In October 2022, Bradshaw re-joined the Fort Wayne Mad Ants for the 2022–23 NBA G League season.

On September 26, 2023, Bradshaw signed with the Indiana Pacers, but was waived two days later. He subsequently returned to the Mad Ants, now known as the Indiana Mad Ants, for the 2023–24 NBA G League season.

Bradshaw played for the Charlotte Hornets in the 2024 NBA Summer League.

===Cairns Taipans (2024–2025)===
On July 29, 2024, Bradshaw signed with the Cairns Taipans of the Australian National Basketball League (NBL) for the 2024–25 season. On October 30, 2024, he was ruled out for eight weeks due to a right ankle rupture that he suffered in round six. He returned to action in early December.

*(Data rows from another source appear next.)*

use std::rc::{Rc, Weak};
use std::time::{Duration, Instant};

use ratatui::style::Color;

use crate::controls::deferred::DeferredTask;
use crate::controls::format::{format_secs, format_time};
use crate::controls::seek::{DEFAULT_JUMP_STEP, SeekBounds, jump_target};
use crate::player::{PlaybackStatus, Player, PlayerError, PlayerEvent};
use crate::ui::loading::Spinner;

/// How long the scrub bar keeps ignoring progress after a release.
pub const DEFAULT_CLEAR_DELAY: Duration = Duration::from_millis(100);

type Callback = Box<dyn FnMut()>;

/// Hooks the host application plugs into the overlay.
#[derive(Default)]
pub struct OverlayCallbacks {
    pub did_press_next: Option<Callback>,
    pub did_press_previous: Option<Callback>,
    pub on_interaction_change: Option<Box<dyn FnMut(bool)>>,
    pub on_new_video: Option<Callback>,
    pub on_finished: Option<Callback>,
    pub on_error: Option<Box<dyn FnMut(PlayerError)>>,
}

#[derive(Debug, Clone, Copy)]
pub struct OverlaySettings {
    pub show_next: bool,
    pub show_previous: bool,
    pub tint: Color,
    pub jump_step: f64,
    pub clear_delay: Duration,
    pub bounds: SeekBounds,
}

impl Default for OverlaySettings {
    fn default() -> Self {
        Self {
            show_next: true,
            show_previous: true,
            tint: Color::White,
            jump_step: DEFAULT_JUMP_STEP,
            clear_delay: DEFAULT_CLEAR_DELAY,
            bounds: SeekBounds::default(),
        }
    }
}

#[derive(Debug, Clone)]
struct ScrubBar {
    bounds: SeekBounds,
    value: f64,
    interactive: bool,
    dragging: bool,
}

impl ScrubBar {
    fn reset(&mut self) {
        self.value = self.bounds.min();
    }

    fn set_fraction(&mut self, fraction: f64) {
        self.value = self.bounds.value_at(fraction);
    }

    fn set_value(&mut self, value: f64) {
        self.value = value.clamp(self.bounds.min(), self.bounds.max());
    }
}

/// Playback controls bound to a [`Player`].
///
/// Gestures on the widgets turn into player calls and [`PlayerEvent`]s turn
/// into widget updates. The overlay only holds a weak reference to the player
/// and treats a missing player as a no-op.
///
/// While the interaction flag is set (the user is scrubbing, or just paused
/// from the toggle) progress ticks leave the scrub bar alone. Releasing the
/// scrub bar clears the flag after `clear_delay`; the bar then snaps back to
/// the player's position.
pub struct ControlsOverlay {
    player: Option<Weak<dyn Player>>,
    callbacks: OverlayCallbacks,

    play_selected: bool,
    scrub: ScrubBar,
    elapsed_label: String,
    length_label: String,
    spinner: Spinner,

    show_next: bool,
    show_previous: bool,
    tint: Color,
    jump_step: f64,

    interacting: bool,
    pending_clear: DeferredTask,
}

impl ControlsOverlay {
    pub fn new(settings: OverlaySettings) -> Self {
        Self {
            player: None,
            callbacks: OverlayCallbacks::default(),

            play_selected: false,
            scrub: ScrubBar {
                bounds: settings.bounds,
                value: settings.bounds.min(),
                interactive: false,
                dragging: false,
            },
            elapsed_label: format_time(0),
            length_label: format_time(0),
            spinner: Spinner::new(),

            show_next: settings.show_next,
            show_previous: settings.show_previous,
            tint: settings.tint,
            jump_step: settings.jump_step,

            interacting: false,
            pending_clear: DeferredTask::new(settings.clear_delay),
        }
    }

    pub fn attach<P: Player + 'static>(&mut self, player: &Rc<P>) {
        let player: Rc<dyn Player> = player.clone();
        self.player = Some(Rc::downgrade(&player));
    }

    pub fn detach(&mut self) {
        self.player = None;
    }

    pub fn callbacks_mut(&mut self) -> &mut OverlayCallbacks {
        &mut self.callbacks
    }

    fn player(&self) -> Option<Rc<dyn Player>> {
        self.player.as_ref().and_then(Weak::upgrade)
    }

    fn set_interacting(&mut self, interacting: bool) {
        if self.interacting == interacting {
            return;
        }
        self.interacting = interacting;
        if let Some(cb) = self.callbacks.on_interaction_change.as_mut() {
            cb(interacting);
        }
    }

    /// Drops the interaction flag and snaps the scrub bar back to the player.
    fn clear_interaction(&mut self) {
        self.pending_clear.cancel();
        self.set_interacting(false);
        if let Some(player) = self.player() {
            self.scrub.set_fraction(player.progress());
        }
    }

    fn refresh_elapsed(&mut self) {
        if let Some(player) = self.player() {
            self.elapsed_label = format_secs(player.current_time());
        }
    }

    // ---- gestures ----

    pub fn tap_play_pause(&mut self) {
        let Some(player) = self.player() else {
            return;
        };

        if player.status() == PlaybackStatus::Playing {
            player.pause();
            self.play_selected = false;
            self.pending_clear.cancel();
            self.set_interacting(true);
        } else {
            player.play();
            self.play_selected = true;
            self.clear_interaction();
        }
    }

    pub fn tap_next(&mut self) {
        if !self.show_next {
            return;
        }
        if let Some(cb) = self.callbacks.did_press_next.as_mut() {
            cb();
        }
    }

    pub fn tap_previous(&mut self) {
        if !self.show_previous {
            return;
        }
        if let Some(cb) = self.callbacks.did_press_previous.as_mut() {
            cb();
        }
    }

    pub fn begin_scrub(&mut self) {
        if !self.scrub.interactive {
            return;
        }
        // A newer drag supersedes any clear still waiting from the last one.
        self.pending_clear.cancel();
        self.scrub.dragging = true;
        self.set_interacting(true);
    }

    pub fn drag_scrub(&mut self, value: f64) {
        if self.scrub.dragging {
            self.scrub.set_value(value);
        }
    }

    /// Releases the scrub bar at `value`. A release without a preceding
    /// [`Self::begin_scrub`] is treated as a tap on the bar.
    pub fn end_scrub(&mut self, value: f64, now: Instant) {
        if !self.scrub.interactive {
            return;
        }
        self.scrub.dragging = false;
        self.scrub.set_value(value);
        self.set_interacting(true);

        if let Some(player) = self.player() {
            player.seek(self.scrub.bounds.fraction(value));
        }
        self.pending_clear.schedule(now);
    }

    pub fn jump_forward(&mut self) {
        self.jump_by(self.jump_step);
    }

    pub fn jump_backward(&mut self) {
        self.jump_by(-self.jump_step);
    }

    /// Seeks `step` away from the current position. Outside of a drag this
    /// also drops a flag left over from pausing, so the bar follows the jump.
    /// Ignored while the scrub bar is locked for loading.
    pub fn jump_by(&mut self, step: f64) {
        if !self.scrub.interactive {
            return;
        }
        let Some(player) = self.player() else {
            return;
        };
        if !self.scrub.dragging {
            self.clear_interaction();
        }
        player.seek(jump_target(player.progress(), step));
    }

    /// The host application lost the foreground. An open drag is dropped
    /// without seeking since its release will never arrive.
    pub fn on_focus_lost(&mut self) {
        if let Some(player) = self.player() {
            player.pause();
        }
        self.play_selected = false;

        if self.scrub.dragging {
            self.scrub.dragging = false;
            self.clear_interaction();
        }
    }

    /// Runs the deferred flag clear and animates the spinner.
    pub fn tick(&mut self, now: Instant) {
        if self.pending_clear.poll(now) {
            self.clear_interaction();
        }
        self.spinner.tick(now);
    }

    // ---- player events ----

    pub fn handle_player_event(&mut self, event: PlayerEvent) {
        match event {
            PlayerEvent::NewVideo => {
                // An unfinished drag belongs to the previous video.
                self.pending_clear.cancel();
                self.scrub.dragging = false;
                self.set_interacting(false);

                self.scrub.interactive = false;
                self.scrub.reset();
                self.spinner.start();
                self.elapsed_label = format_time(0);
                self.length_label = format_time(0);

                if let Some(cb) = self.callbacks.on_new_video.as_mut() {
                    cb();
                }
            }

            PlayerEvent::ReadyToPlay | PlayerEvent::Started => {
                self.scrub.interactive = true;
                self.spinner.stop();
                if let Some(player) = self.player() {
                    self.length_label = format_secs(player.video_length());
                    self.elapsed_label = format_secs(player.current_time());
                }
            }

            PlayerEvent::Progress(fraction) => {
                if !self.interacting {
                    self.scrub.set_fraction(fraction);
                }
                self.refresh_elapsed();
            }

            PlayerEvent::Stopped => {
                self.play_selected = false;
                self.scrub.reset();
            }

            PlayerEvent::Finished => {
                if let Some(cb) = self.callbacks.on_finished.as_mut() {
                    cb();
                }
            }

            PlayerEvent::SeekStarted => self.spinner.start(),
            PlayerEvent::SeekEnded => self.spinner.stop(),

            PlayerEvent::Error(error) => match self.callbacks.on_error.as_mut() {
                Some(sink) => sink(error),
                None => tracing::warn!("unhandled player error: {}", error),
            },
        }
    }

    // ---- host configuration ----

    pub fn set_show_next(&mut self, show: bool) {
        self.show_next = show;
    }

    pub fn set_show_previous(&mut self, show: bool) {
        self.show_previous = show;
    }

    pub fn set_tint(&mut self, tint: Color) {
        self.tint = tint;
    }

    // ---- read-only state for rendering ----

    pub fn is_interacting(&self) -> bool {
        self.interacting
    }

    pub fn play_selected(&self) -> bool {
        self.play_selected
    }

    pub fn bounds(&self) -> SeekBounds {
        self.scrub.bounds
    }

    pub fn scrub_value(&self) -> f64 {
        self.scrub.value
    }

    pub fn scrub_fraction(&self) -> f64 {
        self.scrub.bounds.fraction(self.scrub.value)
    }

    pub fn scrub_interactive(&self) -> bool {
        self.scrub.interactive
    }

    pub fn is_scrubbing(&self) -> bool {
        self.scrub.dragging
    }

    pub fn elapsed_label(&self) -> &str {
        &self.elapsed_label
    }

    pub fn length_label(&self) -> &str {
        &self.length_label
    }

    pub fn spinner_frame(&self) -> Option<&'static str> {
        self.spinner.current_frame()
    }

    pub fn show_next(&self) -> bool {
        self.show_next
    }

    pub fn show_previous(&self) -> bool {
        self.show_previous
    }

    pub fn tint(&self) -> Color {
        self.tint
    }
}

===Rostock Seawolves (2025)===
On February 24, 2025, he signed with Rostock Seawolves of the Basketball Bundesliga (BBL).

==Career statistics==

===College===
====NCAA Division I====

| Year | Team | GP | GS | MPG | FG% | 3P% | FT% | RPG | APG | SPG | BPG | PPG |
|---|---|---|---|---|---|---|---|---|---|---|---|---|
| 2017–18 | Belmont | Redshirt |  |  |  |  |  |  |  |  |  |  |
| 2018–19 | Eastern Kentucky | 10 | 1 | 7.3 | .417 | .167 | .600 | 1.8 | .4 | .6 | .2 | 2.4 |
| 2020–21 | Bellarmine | 22 | 22 | 29.4 | .500 | .360 | .835 | 6.9 | 2.5 | 1.6 | .5 | 16.0 |
| Career |  | 32 | 23 | 22.5 | .492 | .339 | .825 | 5.3 | 1.8 | 1.3 | .4 | 11.7 |

====NCAA Division II====

| Year | Team | GP | GS | MPG | FG% | 3P% | FT% | RPG | APG | SPG | BPG | PPG |
|---|---|---|---|---|---|---|---|---|---|---|---|---|
| 2019–20 | Bellarmine | 28 | 24 | 22.6 | .545 | .421 | .800 | 5.3 | 1.9 | 1.0 | .5 | 9.2 |

==Personal life==
Bradshaw received his nickname, "Pedro", from his grandfather who remarked that he looked "like a Pedro" when he was a baby.